## Task brief
Examine each line in the records below for the word "ZoneConfig". Report how many lines contain it, and nothing else.

(Saved entries)
*** Begin section ***

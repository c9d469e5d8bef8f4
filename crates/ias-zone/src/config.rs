use std::collections::BTreeSet;
use std::path::Path;
use std::time::Duration;

use serde::{Deserialize, Serialize};

use crate::error::ZoneError;
use crate::queue::MIN_QUEUE_CAPACITY;
use crate::retry::RetryPolicy;
use crate::types::Endpoint;

/// Contact switch.
pub const DEFAULT_ZONE_TYPE: u16 = 0x0015;

/// Configuration of one IAS Zone server device.
///
/// Every field has a default, so a JSON file only needs the fields it
/// overrides:
///
/// ```rust
/// use ias_zone::ZoneConfig;
///
/// let config: ZoneConfig = serde_json::from_str(r#"{ "queue_capacity": 4 }"#).unwrap();
/// assert_eq!(config.queue_capacity, 4);
/// assert_eq!(config.min_attempt_spacing_ms, 500);
/// ```
#[derive(Debug, Clone, PartialEq, Eq, Serialize, Deserialize)]
#[serde(default)]
pub struct ZoneConfig {
    /// Endpoints hosting an IAS Zone server instance.
    pub endpoints: Vec<Endpoint>,
    /// Slots in the shared status queue.
    pub queue_capacity: usize,
    /// Retry/backoff policy applied to the queue head.
    pub retry: RetryPolicy,
    /// Minimum time between the head's first attempt and the next one.
    pub min_attempt_spacing_ms: u64,
    /// Delay before an enroll request goes out.
    pub enroll_request_delay_ms: u64,
    /// ZoneType written at first start, carried in enroll requests.
    pub zone_type: u16,
    /// Manufacturer code carried in enroll requests.
    pub manufacturer_code: u16,
}

impl Default for ZoneConfig {
    fn default() -> Self {
        Self::new()
    }
}

impl ZoneConfig {
    /// Create a new config with defaults: one endpoint (1), ten queue slots,
    /// 3 s → 12 s backoff over at most ten attempts.
    pub fn new() -> Self {
        Self {
            endpoints: vec![Endpoint(1)],
            queue_capacity: 10,
            retry: RetryPolicy::default(),
            min_attempt_spacing_ms: 500,
            enroll_request_delay_ms: 1_000,
            zone_type: DEFAULT_ZONE_TYPE,
            manufacturer_code: 0x1002,
        }
    }

    /// Load a JSON config file.
    pub fn from_json_file(path: impl AsRef<Path>) -> Result<Self, ZoneError> {
        let path = path.as_ref();
        let raw = std::fs::read_to_string(path)?;
        let config: Self = serde_json::from_str(&raw).map_err(|e| {
            ZoneError::invalid(format!("config {}: {e}", path.display()))
        })?;
        config.validate()?;
        Ok(config)
    }

    /// Set the endpoint list.
    pub fn endpoints(mut self, endpoints: impl IntoIterator<Item = Endpoint>) -> Self {
        self.endpoints = endpoints.into_iter().collect();
        self
    }

    /// Set the queue capacity (default: 10, minimum 2).
    pub fn queue_capacity(mut self, capacity: usize) -> Self {
        self.queue_capacity = capacity;
        self
    }

    /// Set the retry policy.
    pub fn retry(mut self, policy: RetryPolicy) -> Self {
        self.retry = policy;
        self
    }

    /// Set the minimum attempt spacing (default: 500 ms).
    pub fn min_attempt_spacing(mut self, spacing: Duration) -> Self {
        self.min_attempt_spacing_ms = spacing.as_millis() as u64;
        self
    }

    /// Set the enroll request delay (default: 1 s).
    pub fn enroll_request_delay(mut self, delay: Duration) -> Self {
        self.enroll_request_delay_ms = delay.as_millis() as u64;
        self
    }

    pub fn zone_type(mut self, zone_type: u16) -> Self {
        self.zone_type = zone_type;
        self
    }

    pub fn manufacturer_code(mut self, code: u16) -> Self {
        self.manufacturer_code = code;
        self
    }

    pub fn validate(&self) -> Result<(), ZoneError> {
        if self.endpoints.is_empty() {
            return Err(ZoneError::invalid("at least one endpoint is required"));
        }
        let unique: BTreeSet<_> = self.endpoints.iter().collect();
        if unique.len() != self.endpoints.len() {
            return Err(ZoneError::invalid("duplicate endpoint in config"));
        }
        if self.queue_capacity < MIN_QUEUE_CAPACITY {
            return Err(ZoneError::invalid(format!(
                "queue capacity must be >= {MIN_QUEUE_CAPACITY}, got {}",
                self.queue_capacity
            )));
        }
        self.retry.validate()
    }
}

*** End section ***

## Solution to the exercise
5